Littleton was not an isolated event. In February 2024, U.S. federal agencies disclosed new details about Volt Typhoon, a Chinese state-sponsored hacking group first identified in 2023, revealing that it had compromised critical infrastructure networks in the communications, energy, transportation, water, and government sectors. Using “living off the land” techniques that mimic legitimate network activity, the hackers set up their positions and remained undetected for years; Microsoft, which first documented the campaign in 2023, reported that it had been active since at least 2021. Other infrastructure hubs, including the Port of Houston and New York’s Metropolitan Transportation Authority, have also been targeted in separate but related campaigns that used similar intrusion methods. Although not all of these operations were directly linked to Volt Typhoon, they shared its hallmarks: stealthy network access, the exploitation of legitimate administrative tools such as PowerShell, Windows Management Instrumentation, remote desktop services, and network management utilities, and pre-positioning for potential future attacks. The U.S. government still lacks a full picture of how far such operations extend.
The pre-positioning approach of Littleton and Volt Typhoon is indicative of Beijing’s emerging interest in waging war against entire systems, attacking the connective tissue that allows an adversary to communicate, move, decide, and recover. Whereas Iran and Russia emphasize more traditional espionage tools, including ransomware, wipers, and coordinated disinformation, China hopes that by degrading the networks that bind military power to civilian life it can paralyze an adversary before combat begins.
This blurring of the line between peace and war also reflects a broader shift in the nature of global conflict, to what former Assistant Secretary of Defense Mara Karlin has called “the return of total war,” whereby countries mobilize entire societies and economies around war efforts. In this new reality, domestic crisis management has become the first theater of conflict. The civilian backbone of national defense, once defined by industrial production lines and civil defense drills, now runs through code and logistics, in data centers, pipelines, hospitals, telecom exchanges, and water plants.

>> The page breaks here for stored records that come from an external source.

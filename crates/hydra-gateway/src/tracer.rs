//! Wraps every provider call with timing + token-usage tracking. Token counts are approximated as `len(text)/3`, a
//! language-agnostic stand-in used when a vendor's response omits usage.

use rusqlite::{params, Connection};
use tracing::info;

pub fn init_db(conn: &Connection) -> rusqlite::Result<()> {
    conn.execute_batch(
        "CREATE TABLE IF NOT EXISTS token_usage (
            provider        TEXT NOT NULL,
            model           TEXT NOT NULL,
            prompt_tokens   INTEGER NOT NULL DEFAULT 0,
            response_tokens INTEGER NOT NULL DEFAULT 0,
            call_count      INTEGER NOT NULL DEFAULT 0,
            PRIMARY KEY (provider, model)
        );",
    )
}

/// `len(text) / 3` — a language-agnostic approximation, vendor-agnostic.
pub fn estimate_tokens(text: &str) -> u32 {
    (text.chars().count() / 3) as u32
}

#[derive(Debug, Clone)]
pub struct CallTrace {
    pub provider: String,
    pub model: String,
    pub prompt_tokens_est: u32,
    pub response_tokens_est: u32,
    pub duration_ms: u128,
    pub success: bool,
    pub tool_call_summary: String,
}

/// Upsert aggregated usage: `ON CONFLICT (provider, model) DO UPDATE SET ...
/// + EXCLUDED.*`.
pub fn record(conn: &Connection, trace: &CallTrace) -> rusqlite::Result<()> {
    conn.execute(
        "INSERT INTO token_usage (provider, model, prompt_tokens, response_tokens, call_count)
         VALUES (?1, ?2, ?3, ?4, 1)
         ON CONFLICT(provider, model) DO UPDATE SET
            prompt_tokens = prompt_tokens + excluded.prompt_tokens,
            response_tokens = response_tokens + excluded.response_tokens,
            call_count = call_count + 1",
        params![trace.provider, trace.model, trace.prompt_tokens_est, trace.response_tokens_est],
    )?;

    info!(
        provider = %trace.provider,
        model = %trace.model,
        prompt_tokens_est = trace.prompt_tokens_est,
        response_tokens_est = trace.response_tokens_est,
        duration_ms = trace.duration_ms,
        success = trace.success,
        tool_call_summary = %trace.tool_call_summary,
        "provider call traced"
    );
    Ok(())
}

While U.S. adversaries are systematically preparing the battlefield well before a potential conflict erupts, Washington has yet to catch up. The United States needs a strategy of total defense fit for total war. It must close the seam between national security and daily life and link federal, state, local, and private efforts to both prevent hostile incursions into critical systems and mitigate the fallout of a potential attack. If it fails to do so, the next war could begin on American soil before the first shot is fired.
STUDY ABROAD
The United States has recognized the threat posed by pre-positioned attacks and the need to protect the country’s networks against them. The Biden administration’s 2022 National Defense Strategy, for example, introduced the concept of deterrence by resilience, the idea that by strengthening its ability to absorb, adapt to, and recover from attacks, the United States can deny adversaries the strategic benefits of disruption and, as a result, deter aggression. Since then, Washington has directed the Cybersecurity and Infrastructure Security Agency, the Federal Emergency Management Agency, the Transportation Security Administration, and the Federal Energy Regulatory Commission to establish new cybersecurity performance goals, mandatory reporting rules, and incident-response systems. These efforts, which began in 2023, aim to harden critical infrastructure against pre-positioned threats and to reduce recovery times after major disruptions.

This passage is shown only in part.